Paediatr Perinat Epidemiol. 2004 Mar;18(2):154-63. doi: 10.1111/j.1365-3016.2003.00539.x.
Data on birth outcomes are important for planning maternal and child health care services in developing countries. Only a few studies have examined frequency of birth outcomes in Zimbabwe, none of which has jointly examined the spectrum of poor birth outcomes across important demographic subgroups. We assessed delivery patterns and birth outcomes in 17 174 births over a one-year period from October 1997 to September 1998 at Harare Hospital, Zimbabwe.

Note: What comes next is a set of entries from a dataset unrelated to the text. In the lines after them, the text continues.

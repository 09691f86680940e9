use clap::{App, load_yaml};
use serde_json::json;

use bnb_color::color::coloring_to_solution;
use bnb_color::search::bnb::ProgressInfo;
use bnb_color::search::dsatur_sewell::sewell_solve;
use bnb_color::util::{export_results, read_params};


/** solves a coloring instance exactly (DSATUR branch-and-bound, Sewell tie-breaking) */
pub fn main() {
    // parse arguments
    let yaml = load_yaml!("dsatur_sewell.yml");
    let main_args = App::from_yaml(yaml).get_matches();
    let (
        inst_filename,
        instance,
        time_limit,
        sol_file,
        perf_file
    ) = read_params(main_args);

    // solve it
    let mut progress = |info: &ProgressInfo| {
        println!(
            "{:>12} nodes \t UB {} \t LB {} \t {} cut \t {:.1}s",
            info.nodes_visited, info.ub, info.lb, info.branches_cut, info.elapsed
        );
    };
    let report = sewell_solve(&instance, time_limit, Some(&mut progress))
        .unwrap_or_else(|why| panic!("sewell_solve: {}", why));
    println!(
        "B&B took {:.3} seconds. {} colors ({}) \t {} nodes \t {} cut",
        report.elapsed, report.nb_colors,
        if report.optimal { "optimal" } else { "not proven optimal" },
        report.nodes_visited, report.branches_cut
    );

    // export results
    let solution = coloring_to_solution(&report.coloring);
    let stats = json!({
        "inst_name": inst_filename,
        "report": report
    });
    export_results(&instance, &solution, &stats, perf_file, sol_file, true);
}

The annual rate of stillbirth was 61 per 1000 live births, rate of preterm birth (<37 weeks) was 168 per 1000, and low birthweight (LBW) (<2500 g) was 199 per 1000. Not attending antenatal care (prenatal care) was associated with increased risks of stillbirth [relative risk (RR) = 2.54, 95% CI 2.21, 2.92], preterm delivery [RR = 2.43, 95% CI 2.26, 2.61] and LBW births [RR = 2.16, 95% CI 2.02, 2.31]. Preterm births and LBW births were more likely to be stillborn [RR = 7.26, 95% CI 6.28, 8.39 and RR = 6.85, 95% CI 5.94, 7.91]. In conclusion, the rate of stillbirth is high and is predominantly associated with preterm births and to a lesser extent LBW. Reducing the frequency of stillbirth will require a better understanding of the determinants of preterm births and strategies for addressing this particular subset of high-risk births.

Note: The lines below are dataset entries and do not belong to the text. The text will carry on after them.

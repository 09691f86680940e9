//! Exact algorithms for the graph coloring problem.

/// shared branch-and-bound state (partial coloring, bounds, statistics)
pub mod bnb;

/// greedy clique (initial lower bound)
pub mod greedy_clique;

/// greedy DSATUR coloring (initial upper bound)
pub mod greedy_dsatur;

/// DSATUR branch-and-bound with the Sewell (1996) tie-breaking rule
pub mod dsatur_sewell;

/// DSATUR branch-and-bound with the reduced-graph bound of Furini et al. (2017)
pub mod dsatur_furini;


#[cfg(test)]
pub(crate) mod test_instances {
    //! small instances and reference results shared by the solver tests

    use rand::rngs::StdRng;
    use rand::{Rng, SeedableRng};

    use crate::csr::CsrGraph;

    /// graph with n vertices and no edge
    pub fn empty(n: usize) -> CsrGraph {
        CsrGraph::from_adj_list(vec![Vec::new(); n])
    }

    /// complete graph K_n
    pub fn complete(n: usize) -> CsrGraph {
        let adj_list = (0..n)
            .map(|v| (0..n).filter(|w| *w != v).collect())
            .collect();
        CsrGraph::from_adj_list(adj_list)
    }

    /// cycle C_n
    pub fn cycle(n: usize) -> CsrGraph {
        let adj_list = (0..n).map(|v| vec![(v + 1) % n]).collect();
        CsrGraph::from_adj_list(adj_list)
    }

    /// complete bipartite graph K_{a,b}
    pub fn complete_bipartite(a: usize, b: usize) -> CsrGraph {
        let mut adj_list = vec![Vec::new(); a + b];
        for neighbors in adj_list.iter_mut().take(a) {
            *neighbors = (a..a + b).collect();
        }
        CsrGraph::from_adj_list(adj_list)
    }

    /// Petersen graph (outer 5-cycle, inner pentagram, spokes)
    pub fn petersen() -> CsrGraph {
        let mut adj_list = vec![Vec::new(); 10];
        for i in 0..5 {
            adj_list[i].push((i + 1) % 5); // outer cycle
            adj_list[i].push(5 + i); // spoke
            adj_list[5 + i].push(5 + (i + 2) % 5); // pentagram
        }
        CsrGraph::from_adj_list(adj_list)
    }

    /// queen graph on a k x k board (two squares adjacent iff a queen move apart)
    pub fn queen(k: usize) -> CsrGraph {
        let mut adj_list = vec![Vec::new(); k * k];
        for r1 in 0..k {
            for c1 in 0..k {
                for r2 in 0..k {
                    for c2 in 0..k {
                        if (r1, c1) < (r2, c2)
                            && (r1 == r2 || c1 == c2
                                || r1 + c2 == r2 + c1 || r1 + c1 == r2 + c2)
                        {
                            adj_list[r1 * k + c1].push(r2 * k + c2);
                        }
                    }
                }
            }
        }
        CsrGraph::from_adj_list(adj_list)
    }

    /// seeded G(n,p) random graph
    pub fn random_gnp(seed: u64, n: usize, p: f64) -> CsrGraph {
        let mut rng = StdRng::seed_from_u64(seed);
        let mut adj_list = vec![Vec::new(); n];
        for v in 0..n {
            for w in v + 1..n {
                if rng.gen_bool(p) {
                    adj_list[v].push(w);
                }
            }
        }
        CsrGraph::from_adj_list(adj_list)
    }

    /// exact chromatic number by exhaustive backtracking (small graphs only)
    pub fn brute_force_chromatic(graph: &CsrGraph) -> usize {
        fn colorable(graph: &CsrGraph, nb_colors: usize, coloring: &mut [usize], v: usize) -> bool {
            if v == graph.n() { return true; }
            for c in 0..nb_colors {
                let feasible = graph.neighbors(v).iter()
                    .all(|w| *w >= v || coloring[*w] != c);
                if feasible {
                    coloring[v] = c;
                    if colorable(graph, nb_colors, coloring, v + 1) { return true; }
                }
            }
            false
        }
        if graph.n() == 0 { return 0; }
        for nb_colors in 1..=graph.n() {
            let mut coloring = vec![0; graph.n()];
            if colorable(graph, nb_colors, &mut coloring, 0) { return nb_colors; }
        }
        graph.n()
    }
}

出生结局数据对于发展中国家规划母婴保健服务至关重要。仅有少数研究调查了津巴布韦的出生结局频率,其中没有一项研究联合考察过重要人口亚组中不良出生结局的范围。我们评估了1997年10月至1998年9月这一年期间在津巴布韦哈拉雷医院出生的17174例分娩的分娩模式和出生结局。死产的年发生率为每1000例活产61例,早产(<37周)率为每1000例168例,低出生体重(LBW)(<2500 g)率为每1000例199例。未接受产前护理与死产风险增加相关[相对风险(RR)=2.54,95%置信区间2.21,2.92]、早产[RR = 2.43,95%置信区间2.26,2.61]和低出生体重儿出生[RR = 2.16,95%置信区间2.02,2.31]。早产和低出生体重儿更有可能成为死产儿[RR = 7.26,95%置信区间6.28,8.39和RR = 6.85,95%置信区间5.94,7.91]。总之,死产率很高,主要与早产相关,在较小程度上与低出生体重有关。降低死产频率将需要更好地了解早产的决定因素以及应对这一特定高危出生子集的策略。